**EXERCISE INSTRUCTIONS**
Look for the word "refusal" in the entries and copy each line where it appears.

**INPUT DATA**

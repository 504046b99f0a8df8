use crate::error::{EchoError, Result};

/// Parses a candidate port number from raw operator input.
///
/// Returns `Some(port)` when the trimmed text is an integer in 1-65535,
/// `None` otherwise. Unparseable input yields absence, not an error value;
/// surfacing the refusal to the operator is the caller's job.
pub fn parse(text: &str) -> Option<u16> {
    match text.trim().parse::<u16>() {
        Ok(0) => None,
        Ok(port) => Some(port),
        Err(_) => None,
    }
}

/// Like [`parse`], for call sites that want the refusal as an error value.
pub fn require(text: &str) -> Result<u16> {
    parse(text).ok_or_else(|| EchoError::InvalidPort(text.trim().to_string()))
}

#[cfg(test)]
mod tests {
    use super::*;
    use proptest::prelude::*;

    #[test]
    fn test_parse_accepts_valid_range() {
        assert_eq!(parse("1"), Some(1));
        assert_eq!(parse("8080"), Some(8080));
        assert_eq!(parse("65535"), Some(65535));
        assert_eq!(parse("  7777 "), Some(7777));
    }

    #[test]
    fn test_parse_rejects_invalid_input() {
        assert_eq!(parse("0"), None);
        assert_eq!(parse("65536"), None);
        assert_eq!(parse("99999"), None);
        assert_eq!(parse("abc"), None);
        assert_eq!(parse(""), None);
        assert_eq!(parse("-1"), None);
        assert_eq!(parse("80.5"), None);
        assert_eq!(parse("80 81"), None);
    }

    #[test]
    fn test_require_carries_the_offending_text() {
        let err = require(" 99999 ").unwrap_err();
        assert!(matches!(err, EchoError::InvalidPort(ref text) if text == "99999"));
    }

    proptest! {
        #[test]
        fn test_every_valid_port_parses(port in 1u16..=65535) {
            prop_assert_eq!(parse(&port.to_string()), Some(port));
        }

        #[test]
        fn test_out_of_range_numbers_are_rejected(n in 65536u64..10_000_000) {
            prop_assert_eq!(parse(&n.to_string()), None);
        }
    }
}
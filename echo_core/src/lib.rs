pub mod engines;
pub mod error;
pub mod events;
pub mod lifecycle;
pub mod port;

pub use engines::{EchoEngine, EngineContext, Transport};
pub use error::{EchoError, Result};
pub use events::{EngineEvent, EventSink, EventStream, LogEvent};
pub use lifecycle::{EchoTask, TaskState};

// Re-export for engine implementors
pub use async_trait::async_trait;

**EXERCISE OUTPUT**
/// surfacing the refusal to the operator is the caller's job.
/// Like [`parse`], for call sites that want the refusal as an error value.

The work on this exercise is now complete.